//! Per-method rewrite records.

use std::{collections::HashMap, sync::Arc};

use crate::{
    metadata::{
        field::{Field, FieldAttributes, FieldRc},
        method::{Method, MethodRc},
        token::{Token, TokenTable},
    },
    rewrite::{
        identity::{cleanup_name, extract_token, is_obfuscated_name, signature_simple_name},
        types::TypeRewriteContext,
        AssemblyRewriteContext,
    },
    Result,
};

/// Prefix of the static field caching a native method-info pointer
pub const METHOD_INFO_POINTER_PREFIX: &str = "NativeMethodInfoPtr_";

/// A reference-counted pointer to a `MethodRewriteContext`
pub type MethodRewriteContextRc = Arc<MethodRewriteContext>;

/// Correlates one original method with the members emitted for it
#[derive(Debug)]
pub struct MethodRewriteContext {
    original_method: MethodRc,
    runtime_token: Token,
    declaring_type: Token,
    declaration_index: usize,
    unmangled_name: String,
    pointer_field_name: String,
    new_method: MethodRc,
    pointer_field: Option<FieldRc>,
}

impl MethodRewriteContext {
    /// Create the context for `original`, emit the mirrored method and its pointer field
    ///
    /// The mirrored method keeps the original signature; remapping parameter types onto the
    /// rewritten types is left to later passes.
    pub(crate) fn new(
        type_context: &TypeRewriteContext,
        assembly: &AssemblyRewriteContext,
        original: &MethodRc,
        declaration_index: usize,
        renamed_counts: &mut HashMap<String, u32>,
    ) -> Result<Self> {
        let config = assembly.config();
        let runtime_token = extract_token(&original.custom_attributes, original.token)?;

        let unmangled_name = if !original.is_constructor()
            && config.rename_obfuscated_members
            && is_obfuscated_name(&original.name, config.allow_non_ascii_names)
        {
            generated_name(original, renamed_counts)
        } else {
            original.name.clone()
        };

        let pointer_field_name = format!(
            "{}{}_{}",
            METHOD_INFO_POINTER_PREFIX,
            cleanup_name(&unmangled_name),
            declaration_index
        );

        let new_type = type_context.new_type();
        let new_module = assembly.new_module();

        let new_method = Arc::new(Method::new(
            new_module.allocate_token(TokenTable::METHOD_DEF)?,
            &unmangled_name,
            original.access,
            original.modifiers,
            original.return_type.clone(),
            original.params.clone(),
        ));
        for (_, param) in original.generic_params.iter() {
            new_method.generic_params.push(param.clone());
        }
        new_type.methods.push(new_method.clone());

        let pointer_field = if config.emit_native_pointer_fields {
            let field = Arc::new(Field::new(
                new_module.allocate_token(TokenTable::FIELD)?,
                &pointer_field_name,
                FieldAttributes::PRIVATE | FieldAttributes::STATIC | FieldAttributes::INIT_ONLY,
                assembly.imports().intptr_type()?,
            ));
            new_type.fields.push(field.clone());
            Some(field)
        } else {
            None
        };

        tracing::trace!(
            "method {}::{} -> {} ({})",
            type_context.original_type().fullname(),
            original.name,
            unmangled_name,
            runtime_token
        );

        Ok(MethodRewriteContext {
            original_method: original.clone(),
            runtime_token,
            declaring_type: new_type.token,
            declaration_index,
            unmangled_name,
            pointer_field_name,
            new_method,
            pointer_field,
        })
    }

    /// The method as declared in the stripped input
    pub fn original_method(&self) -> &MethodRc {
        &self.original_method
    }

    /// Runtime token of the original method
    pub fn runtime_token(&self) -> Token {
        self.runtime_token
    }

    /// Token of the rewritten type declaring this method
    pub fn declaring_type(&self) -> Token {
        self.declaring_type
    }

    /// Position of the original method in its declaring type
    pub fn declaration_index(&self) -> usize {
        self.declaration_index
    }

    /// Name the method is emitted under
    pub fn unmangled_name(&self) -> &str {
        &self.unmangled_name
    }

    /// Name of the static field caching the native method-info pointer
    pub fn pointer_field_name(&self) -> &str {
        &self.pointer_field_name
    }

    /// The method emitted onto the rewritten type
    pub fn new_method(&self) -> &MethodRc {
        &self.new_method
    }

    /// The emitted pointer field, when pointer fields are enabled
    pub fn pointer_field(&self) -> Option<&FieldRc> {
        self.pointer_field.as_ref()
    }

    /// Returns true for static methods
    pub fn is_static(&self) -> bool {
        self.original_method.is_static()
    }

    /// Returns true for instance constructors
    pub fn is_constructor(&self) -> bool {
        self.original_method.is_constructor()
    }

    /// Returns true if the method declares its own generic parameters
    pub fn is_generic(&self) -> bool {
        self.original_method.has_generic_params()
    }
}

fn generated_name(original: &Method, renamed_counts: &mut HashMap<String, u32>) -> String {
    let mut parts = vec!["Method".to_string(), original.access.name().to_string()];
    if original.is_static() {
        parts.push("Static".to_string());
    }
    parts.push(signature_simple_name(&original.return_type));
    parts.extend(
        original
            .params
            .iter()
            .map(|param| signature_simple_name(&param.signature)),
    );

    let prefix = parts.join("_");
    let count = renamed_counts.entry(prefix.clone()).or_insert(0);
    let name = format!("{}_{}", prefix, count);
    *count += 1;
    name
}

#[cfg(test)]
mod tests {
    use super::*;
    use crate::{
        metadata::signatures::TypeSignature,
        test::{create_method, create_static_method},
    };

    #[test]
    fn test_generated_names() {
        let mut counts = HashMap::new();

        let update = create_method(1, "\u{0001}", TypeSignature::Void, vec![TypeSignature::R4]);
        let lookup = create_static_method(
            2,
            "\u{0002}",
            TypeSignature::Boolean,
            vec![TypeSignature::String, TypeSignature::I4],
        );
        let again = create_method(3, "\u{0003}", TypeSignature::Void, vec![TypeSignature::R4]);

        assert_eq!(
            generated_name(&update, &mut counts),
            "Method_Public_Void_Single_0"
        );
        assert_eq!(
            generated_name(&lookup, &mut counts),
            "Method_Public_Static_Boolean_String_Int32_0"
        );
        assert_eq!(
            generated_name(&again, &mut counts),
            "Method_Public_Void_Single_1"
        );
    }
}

...

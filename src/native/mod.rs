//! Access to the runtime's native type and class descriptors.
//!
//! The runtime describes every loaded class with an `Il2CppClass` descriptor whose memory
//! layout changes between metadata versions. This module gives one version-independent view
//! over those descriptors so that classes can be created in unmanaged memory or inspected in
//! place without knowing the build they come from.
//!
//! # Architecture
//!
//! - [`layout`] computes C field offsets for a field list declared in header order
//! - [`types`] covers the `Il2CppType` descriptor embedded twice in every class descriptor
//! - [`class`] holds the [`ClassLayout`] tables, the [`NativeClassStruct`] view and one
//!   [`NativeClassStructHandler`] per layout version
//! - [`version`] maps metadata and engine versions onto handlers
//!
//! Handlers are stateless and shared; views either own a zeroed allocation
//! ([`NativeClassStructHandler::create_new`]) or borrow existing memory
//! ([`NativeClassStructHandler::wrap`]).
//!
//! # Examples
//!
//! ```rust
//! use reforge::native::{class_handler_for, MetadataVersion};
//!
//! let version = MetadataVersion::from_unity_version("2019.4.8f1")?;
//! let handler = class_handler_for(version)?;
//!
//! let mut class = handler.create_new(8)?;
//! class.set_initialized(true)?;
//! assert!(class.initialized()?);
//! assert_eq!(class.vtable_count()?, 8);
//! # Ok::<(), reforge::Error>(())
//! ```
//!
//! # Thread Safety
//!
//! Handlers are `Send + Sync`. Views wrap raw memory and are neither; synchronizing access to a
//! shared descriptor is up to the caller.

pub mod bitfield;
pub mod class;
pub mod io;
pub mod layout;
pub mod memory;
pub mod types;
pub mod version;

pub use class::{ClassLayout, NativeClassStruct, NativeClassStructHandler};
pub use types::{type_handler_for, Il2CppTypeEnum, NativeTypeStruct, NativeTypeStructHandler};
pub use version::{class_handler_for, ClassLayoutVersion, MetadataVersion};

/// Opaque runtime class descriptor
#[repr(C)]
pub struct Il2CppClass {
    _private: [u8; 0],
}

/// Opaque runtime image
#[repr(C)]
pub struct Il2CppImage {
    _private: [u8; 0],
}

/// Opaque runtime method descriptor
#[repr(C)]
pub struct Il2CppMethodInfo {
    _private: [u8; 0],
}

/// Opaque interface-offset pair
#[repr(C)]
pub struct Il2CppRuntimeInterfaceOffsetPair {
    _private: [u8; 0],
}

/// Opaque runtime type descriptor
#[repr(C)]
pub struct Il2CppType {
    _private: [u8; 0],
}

# TASK OBJECTIVE:
Check each line of the records for the word "descriptors" and extract those that contain it.

# YOUR SOLUTION:
//! Access to the runtime's native type and class descriptors.
//! over those descriptors so that classes can be created in unmanaged memory or inspected in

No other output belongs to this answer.